How stupid I am, waiting here past death, searching futilely to make non-poetic prose rhyme!
Why must I condemn myself thus, to follow in the footsteps of Siegfried and Roy!
And who are they anyway, I do not know; I am simply engaging in a fruitless ploy!
And yet, and yet, I am still here today.
What the hell!
'Tis not fair, I say; the absurdity of it!
The utter absurdity of fruitless compassion, that wakes every morning and sleeps every night!
The strangeness beyond that continues to come here, and waiting and waiting to see the last fight!
But no, I tell myself; and my friend beside me agrees.
The problem, I think, is that I am he and he is me.
We are but one, he says, and I nod.
I are you, and you am I, and yet we are two and I am a god.
And you are not, I say, continuing my thought.
But what I have done! I have left him to die!
The utter stupidity of it strikes me like lye!
I find myself shaking, the horror! the horror!
The unending quake of disaster looms near.
And I step back, shaking, and I quake in fear.
What has happened?

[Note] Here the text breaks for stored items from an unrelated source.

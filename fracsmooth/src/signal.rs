//! Frequency-domain signal adapter.
//!
//! Smoothing only needs three things from a signal: its one-sided spectrum,
//! its sampling rate and its time-domain sample count. [`FrequencyDomainSignal`]
//! captures exactly that so any signal container can be smoothed, and
//! [`FreqSignal`] is a minimal container implementing it.

use crate::kernel::{ConfigError, ExecInvariantViolation, KernelLifecycle};
use crate::smoothing::traits::SpectrumSmooth;
use crate::smoothing::{FracSmoothConfig, FracSmoothKernel};
use ndarray::{Array1, Array2, ArrayView2};
use num_complex::Complex;
use tracing::warn;

/// A signal whose data can be read and rebuilt in the frequency domain.
pub trait FrequencyDomainSignal: Sized {
    /// One-sided spectrum laid out as `(channels, bins)`.
    fn freq(&self) -> ArrayView2<'_, Complex<f64>>;

    /// Sampling rate in Hz.
    fn sampling_rate(&self) -> f64;

    /// Number of samples of the time-domain signal.
    fn n_samples(&self) -> usize;

    /// Build a signal from frequency-domain data.
    fn from_freq(
        data: Array2<Complex<f64>>,
        sampling_rate: f64,
        n_samples: usize,
    ) -> Result<Self, ConfigError>;
}

/// Multi-channel one-sided spectrum with its sampling metadata.
#[derive(Debug, Clone, PartialEq)]
pub struct FreqSignal {
    data: Array2<Complex<f64>>,
    sampling_rate: f64,
    n_samples: usize,
}

impl FreqSignal {
    /// Wrap `(channels, bins)` spectrum data.
    ///
    /// Without `n_samples` an even time-domain length `(bins - 1) * 2` is
    /// assumed.
    pub fn new(
        data: Array2<Complex<f64>>,
        sampling_rate: f64,
        n_samples: Option<usize>,
    ) -> Result<Self, ConfigError> {
        if !sampling_rate.is_finite() || sampling_rate <= 0.0 {
            return Err(ConfigError::InvalidArgument {
                arg: "sampling_rate",
                reason: "sampling_rate must be finite and > 0",
            });
        }
        let (n_channels, n_bins) = data.dim();
        if n_channels == 0 || n_bins == 0 {
            return Err(ConfigError::EmptyInput { arg: "data" });
        }
        let n_samples = match n_samples {
            Some(n) => {
                let expected = n / 2 + 1;
                if expected != n_bins {
                    return Err(ConfigError::LengthMismatch {
                        arg: "data",
                        expected,
                        got: n_bins,
                    });
                }
                n
            }
            None => {
                let n = (n_bins - 1) * 2;
                warn!(
                    n_bins,
                    n_samples = n,
                    "number of time samples not given, assuming an even count"
                );
                n
            }
        };
        if n_samples == 0 {
            return Err(ConfigError::InvalidArgument {
                arg: "n_samples",
                reason: "n_samples must be > 0",
            });
        }
        Ok(Self {
            data,
            sampling_rate,
            n_samples,
        })
    }

    /// Number of channels.
    pub fn n_channels(&self) -> usize {
        self.data.nrows()
    }

    /// Number of one-sided frequency bins.
    pub fn n_bins(&self) -> usize {
        self.data.ncols()
    }

    /// Bin centre frequencies in Hz, `k * fs / n_samples`.
    pub fn frequencies(&self) -> Array1<f64> {
        let step = self.sampling_rate / self.n_samples as f64;
        Array1::from_shape_fn(self.n_bins(), |k| k as f64 * step)
    }

    /// Consume the signal and return its spectrum.
    pub fn into_freq(self) -> Array2<Complex<f64>> {
        self.data
    }
}

impl FrequencyDomainSignal for FreqSignal {
    fn freq(&self) -> ArrayView2<'_, Complex<f64>> {
        self.data.view()
    }

    fn sampling_rate(&self) -> f64 {
        self.sampling_rate
    }

    fn n_samples(&self) -> usize {
        self.n_samples
    }

    fn from_freq(
        data: Array2<Complex<f64>>,
        sampling_rate: f64,
        n_samples: usize,
    ) -> Result<Self, ConfigError> {
        Self::new(data, sampling_rate, Some(n_samples))
    }
}

/// Smooth a signal's magnitude spectrum over `width` octaves.
///
/// The returned signal keeps the sampling rate, sample count and phase of the
/// input.
pub fn frac_smooth_signal<T>(signal: &T, width: f64) -> Result<T, ExecInvariantViolation>
where
    T: FrequencyDomainSignal,
{
    let kernel = FracSmoothKernel::try_new(FracSmoothConfig::new(width))?;
    let data = kernel.run_alloc(&signal.freq())?;
    Ok(T::from_freq(data, signal.sampling_rate(), signal.n_samples())?)
}
use criterion::{black_box, criterion_group, criterion_main, BenchmarkId, Criterion};
use fracsmooth::kernel::KernelLifecycle;
use fracsmooth::smoothing::traits::SpectrumSmooth;
use fracsmooth::smoothing::{FracSmoothConfig, FracSmoothKernel, IntegrationLimits};
use ndarray::Array2;
use num_complex::Complex;
use rand::rngs::ThreadRng;
use std::num::NonZeroUsize;

/// Get a randomized multi-channel spectrum from instance of `rng`.
fn randomized_spectrum(
    mut rng: ThreadRng,
    num_channels: NonZeroUsize,
    num_bins: NonZeroUsize,
) -> Array2<Complex<f64>> {
    use rand::Rng;

    let c: usize = num_channels.into();
    let n: usize = num_bins.into();
    // Pink-ish tilt with random ripple, like a measured transfer function.
    Array2::from_shape_fn((c, n), |(_, k)| {
        let tilt = 1.0 / (1.0 + k as f64).sqrt();
        let ripple = rng.random_range(0.5..1.5);
        let phase = rng.random_range(-std::f64::consts::PI..std::f64::consts::PI);
        Complex::from_polar(tilt * ripple, phase)
    })
}

/// Full pipeline on a two-channel 1025-bin spectrum (2048-point FFT).
fn frac_smooth_widths(c: &mut Criterion) {
    let spectrum = randomized_spectrum(
        rand::rng(),
        NonZeroUsize::new(2).unwrap(),
        NonZeroUsize::new(1025).unwrap(),
    );

    let mut group = c.benchmark_group("frac_smooth");
    group.sample_size(10);
    for (label, width) in [("1/24", 1.0 / 24.0), ("1/6", 1.0 / 6.0), ("1/3", 1.0 / 3.0)] {
        let kernel = FracSmoothKernel::try_new(FracSmoothConfig::new(width))
            .expect("smoothing kernel config should be valid");
        group.bench_with_input(BenchmarkId::new("run_alloc", label), &spectrum, |bench, x| {
            bench.iter(|| kernel.run_alloc(black_box(x)))
        });
    }
    group.finish();
}

/// Limit rasterization alone, which depends only on the bin count and width.
fn integration_limits(c: &mut Criterion) {
    c.bench_function("integration_limits_1025_third_octave", |bench| {
        bench.iter(|| IntegrationLimits::compute(black_box(1025), black_box(1.0 / 3.0)))
    });
}

criterion_group!(benches, frac_smooth_widths, integration_limits);
criterion_main!(benches);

I say, but I hear no reply.
For my friend has already left me and gone somewhere to die!
What foul atrocities await me, I do not know.

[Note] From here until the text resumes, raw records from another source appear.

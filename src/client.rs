//! Graph API client: credential gate, transport, and throttle classification in one call path.

// self
use crate::{
	_prelude::*,
	auth::ConnectionId,
	clock::{Clock, SystemClock},
	config::ClientConfig,
	gate::FreshnessGate,
	http::{ApiRequest, ApiResponse, ApiTransport},
	obs::{self, OpKind, OpOutcome, OpSpan},
	paging::{PageFetcher, PageFuture, Paginator},
	ratelimit::ResponseInspector,
};
#[cfg(feature = "reqwest")]
use crate::{gate::ExchangeRenewer, http::ReqwestTransport, store::ConnectionStore};

#[cfg(feature = "reqwest")]
/// Graph client specialized for the crate's default reqwest transport.
pub type ReqwestGraphClient = GraphClient<ReqwestTransport>;

/// Executes Graph API calls on behalf of stored connections.
///
/// Every call first passes the [`FreshnessGate`], then goes out with the connection's bearer
/// token, and finally runs through the [`ResponseInspector`]. Throttles therefore always
/// surface as [`Error::Throttled`] with a positive retry-after, and no other error variant
/// carries one.
pub struct GraphClient<T>
where
	T: ?Sized + ApiTransport,
{
	/// Transport used for every outbound call.
	pub transport: Arc<T>,
	/// Credential gate consulted before each call.
	pub gate: Arc<FreshnessGate>,
	inspector: ResponseInspector,
	clock: Arc<dyn Clock>,
	page_size: u32,
}
impl<T> GraphClient<T>
where
	T: ?Sized + ApiTransport,
{
	/// Creates a client that reuses the caller-provided transport and gate.
	pub fn new(
		config: &ClientConfig,
		transport: impl Into<Arc<T>>,
		gate: Arc<FreshnessGate>,
	) -> Self {
		Self {
			transport: transport.into(),
			gate,
			inspector: ResponseInspector::new(&config.rate_limit),
			clock: Arc::new(SystemClock),
			page_size: config.page_size,
		}
	}

	/// Replaces the clock used to resolve HTTP-date backoff hints.
	pub fn with_clock(mut self, clock: Arc<dyn Clock>) -> Self {
		self.clock = clock;

		self
	}

	/// Page size applied by [`GraphClient::paginate`].
	pub fn page_size(&self) -> u32 {
		self.page_size
	}

	/// Executes `request` for `connection` and classifies the response.
	pub async fn execute(
		&self,
		connection: &ConnectionId,
		request: &ApiRequest,
	) -> Result<ApiResponse> {
		const KIND: OpKind = OpKind::Request;

		let span = OpSpan::new(KIND, "execute");

		obs::record_op_outcome(KIND, OpOutcome::Attempt);

		let result = span
			.instrument(async move {
				let fresh = self.gate.ensure_fresh(connection).await?;
				let response = self.transport.send(request, fresh.usable_token()).await?;

				self.inspector.inspect(request, response, self.clock.now())
			})
			.await;

		obs::record_op_outcome(KIND, OpOutcome::of(&result));

		result
	}

	/// Lazily walks the collection behind `request` for `connection`.
	///
	/// `request` must not carry cursor parameters; `limit` is set from the configured page
	/// size.
	pub fn paginate(
		&self,
		connection: &ConnectionId,
		request: ApiRequest,
	) -> Paginator<BoundClient<'_, T>> {
		let fetcher = BoundClient { client: self, connection: connection.clone() };

		Paginator::new(fetcher, request, self.page_size)
	}
}
#[cfg(feature = "reqwest")]
impl GraphClient<ReqwestTransport> {
	/// Provisions a reqwest transport and the default exchange renewer for `store`.
	pub fn connect(config: &ClientConfig, store: Arc<dyn ConnectionStore>) -> Result<Self> {
		let transport = Arc::new(ReqwestTransport::new(config)?);
		let renewer = Arc::new(ExchangeRenewer::new(config, transport.clone()));
		let gate = Arc::new(FreshnessGate::new(config, store, renewer));

		Ok(Self::new(config, transport, gate))
	}
}
impl<T> Debug for GraphClient<T>
where
	T: ?Sized + ApiTransport,
{
	fn fmt(&self, f: &mut Formatter) -> FmtResult {
		f.debug_struct("GraphClient")
			.field("inspector", &self.inspector)
			.field("page_size", &self.page_size)
			.finish()
	}
}

/// [`PageFetcher`] that routes page requests through a [`GraphClient`] for one connection.
pub struct BoundClient<'a, T>
where
	T: ?Sized + ApiTransport,
{
	client: &'a GraphClient<T>,
	connection: ConnectionId,
}
impl<T> BoundClient<'_, T>
where
	T: ?Sized + ApiTransport,
{
	/// Connection whose credential signs every page request.
	pub fn connection(&self) -> &ConnectionId {
		&self.connection
	}
}
impl<T> PageFetcher for BoundClient<'_, T>
where
	T: ?Sized + ApiTransport,
{
	fn fetch(&self, request: ApiRequest) -> PageFuture<'_> {
		Box::pin(async move { self.client.execute(&self.connection, &request).await })
	}
}
impl<T> Debug for BoundClient<'_, T>
where
	T: ?Sized + ApiTransport,
{
	fn fmt(&self, f: &mut Formatter) -> FmtResult {
		f.debug_struct("BoundClient").field("connection", &self.connection).finish()
	}
}

#[cfg(test)]
mod tests {
	// crates.io
	use serde_json::json;
	use time::macros;
	// self
	use super::*;
	use crate::{
		auth::{Connection, TokenSecret},
		clock::ManualClock,
		gate::{RenewFuture, TokenRenewer},
		http::{ResponseHeaders, TransportFuture},
		store::MemoryConnectionStore,
	};

	const NOW: OffsetDateTime = macros::datetime!(2025-06-01 12:00 UTC);

	struct NoRenewal;
	impl TokenRenewer for NoRenewal {
		fn renew<'a>(&'a self, _: &'a Connection) -> RenewFuture<'a> {
			Box::pin(async { Err(Error::malformed("renewal is not scripted")) })
		}
	}

	/// Returns scripted responses and records the bearer token of each call.
	#[derive(Default)]
	struct ScriptedTransport {
		responses: Mutex<VecDeque<ApiResponse>>,
		bearers: Mutex<Vec<Option<String>>>,
	}
	impl ApiTransport for ScriptedTransport {
		fn send<'a>(
			&'a self,
			_: &'a ApiRequest,
			bearer: Option<&'a TokenSecret>,
		) -> TransportFuture<'a> {
			self.bearers.lock().push(bearer.map(|token| token.expose().to_owned()));

			let next = self.responses.lock().pop_front();

			Box::pin(async move {
				Ok(next.expect("Transport was called more often than scripted."))
			})
		}
	}

	fn client(responses: Vec<ApiResponse>) -> (GraphClient<ScriptedTransport>, ConnectionId) {
		let config = ClientConfig::builder().build().expect("Default config should be valid.");
		let id = ConnectionId::new("conn-1").expect("Connection fixture should be valid.");
		let store = Arc::new(MemoryConnectionStore::default());

		store.insert(
			Connection::new(id.clone())
				.with_access_token("EAAB-current")
				.with_expires_at(NOW + Duration::days(30)),
		);

		let clock = Arc::new(ManualClock::new(NOW));
		let gate = Arc::new(
			FreshnessGate::new(&config, store, Arc::new(NoRenewal)).with_clock(clock.clone()),
		);
		let transport =
			ScriptedTransport { responses: Mutex::new(responses.into()), ..Default::default() };
		let client = GraphClient::new(&config, Arc::new(transport), gate).with_clock(clock);

		(client, id)
	}

	#[tokio::test]
	async fn execute_signs_requests_and_passes_successes() {
		let (client, id) =
			client(vec![ApiResponse::new(200, json!({ "id": "1" }), ResponseHeaders::default())]);
		let response = client
			.execute(&id, &ApiRequest::get("me"))
			.await
			.expect("A 2xx response should pass through.");

		assert_eq!(response.body, json!({ "id": "1" }));
		assert_eq!(*client.transport.bearers.lock(), vec![Some("EAAB-current".to_owned())]);
	}

	#[tokio::test]
	async fn execute_surfaces_rate_limit_codes_as_throttles() {
		let (client, id) = client(vec![ApiResponse::new(
			400,
			json!({ "error": { "code": 80004, "message": "There have been too many calls" } }),
			[("x-ad-account-usage", "{\"reset_time_duration\":45}")].into_iter().collect(),
		)]);
		let err = client
			.execute(&id, &ApiRequest::get("act_1/ads"))
			.await
			.expect_err("Code 80004 on HTTP 400 must be a throttle.");

		assert_eq!(err.retry_after(), Some(Duration::seconds(45)));
	}

	#[tokio::test]
	async fn paginate_walks_pages_through_the_client() {
		let (client, id) = client(vec![
			ApiResponse::new(
				200,
				json!({
					"data": [{ "id": "1" }],
					"paging": { "cursors": { "after": "c1" }, "next": "https://graph.example/n" }
				}),
				ResponseHeaders::default(),
			),
			ApiResponse::new(200, json!({ "data": [{ "id": "2" }] }), ResponseHeaders::default()),
		]);
		let items = client
			.paginate(&id, ApiRequest::get("act_1/campaigns"))
			.collect_all()
			.await
			.expect("Both pages should be collected.");

		assert_eq!(items, vec![json!({ "id": "1" }), json!({ "id": "2" })]);
		assert_eq!(client.transport.bearers.lock().len(), 2);
	}
}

But I know that there is another place for me to go.
And there I will find myself shaking in fear.
And I will ask myself what I hold dear.
The pain of the moment strikes me like this.

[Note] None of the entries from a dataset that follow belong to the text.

//! Thread-safe in-memory [`ConnectionStore`] implementation for local development and tests.

// self
use crate::{
	_prelude::*,
	auth::{Connection, ConnectionId},
	store::{ConnectionStore, StoreFuture},
};

type ConnectionMap = Arc<RwLock<HashMap<ConnectionId, Connection>>>;

/// Storage backend that keeps connection records in-process.
#[derive(Clone, Debug, Default)]
pub struct MemoryConnectionStore(ConnectionMap);
impl MemoryConnectionStore {
	/// Seeds the store with a record, replacing any previous one with the same id.
	pub fn insert(&self, connection: Connection) {
		self.0.write().insert(connection.id.clone(), connection);
	}

	/// Returns a snapshot of the record with the provided id.
	pub fn get(&self, id: &ConnectionId) -> Option<Connection> {
		self.0.read().get(id).cloned()
	}

	/// Number of stored records.
	pub fn len(&self) -> usize {
		self.0.read().len()
	}

	/// Returns `true` when no records are stored.
	pub fn is_empty(&self) -> bool {
		self.0.read().is_empty()
	}
}
impl ConnectionStore for MemoryConnectionStore {
	fn fetch<'a>(&'a self, id: &'a ConnectionId) -> StoreFuture<'a, Option<Connection>> {
		let map = self.0.clone();

		Box::pin(async move { Ok(map.read().get(id).cloned()) })
	}

	fn save(&self, connection: Connection) -> StoreFuture<'_, ()> {
		let map = self.0.clone();

		Box::pin(async move {
			map.write().insert(connection.id.clone(), connection);

			Ok(())
		})
	}
}

#[cfg(test)]
mod tests {
	// self
	use super::*;

	#[tokio::test]
	async fn save_replaces_and_fetch_returns_copies() {
		let store = MemoryConnectionStore::default();
		let id = ConnectionId::new("conn-1").expect("Connection fixture should be valid.");

		assert!(store.fetch(&id).await.expect("Fetch should succeed.").is_none());

		store
			.save(Connection::new(id.clone()).with_access_token("first"))
			.await
			.expect("Save should succeed.");
		store
			.save(Connection::new(id.clone()).with_access_token("second"))
			.await
			.expect("Save should succeed.");

		let fetched =
			store.fetch(&id).await.expect("Fetch should succeed.").expect("Record should exist.");

		assert_eq!(fetched.usable_token().map(|token| token.expose()), Some("second"));
		assert_eq!(store.len(), 1);
	}
}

There is nothing beyond this that makes me believe.
There is nothing throughout this that will make me see.
The only thing that exists is me and me.
I find myself shaking at the edge of the world.
I know I am not here, for myself I have hurled.
I am lost in a quandary, bespoken of truth.
And yet there is only one thing more to say.
The night is ending, and soon comes the day.
I step off the cliff, and fall, to fly away.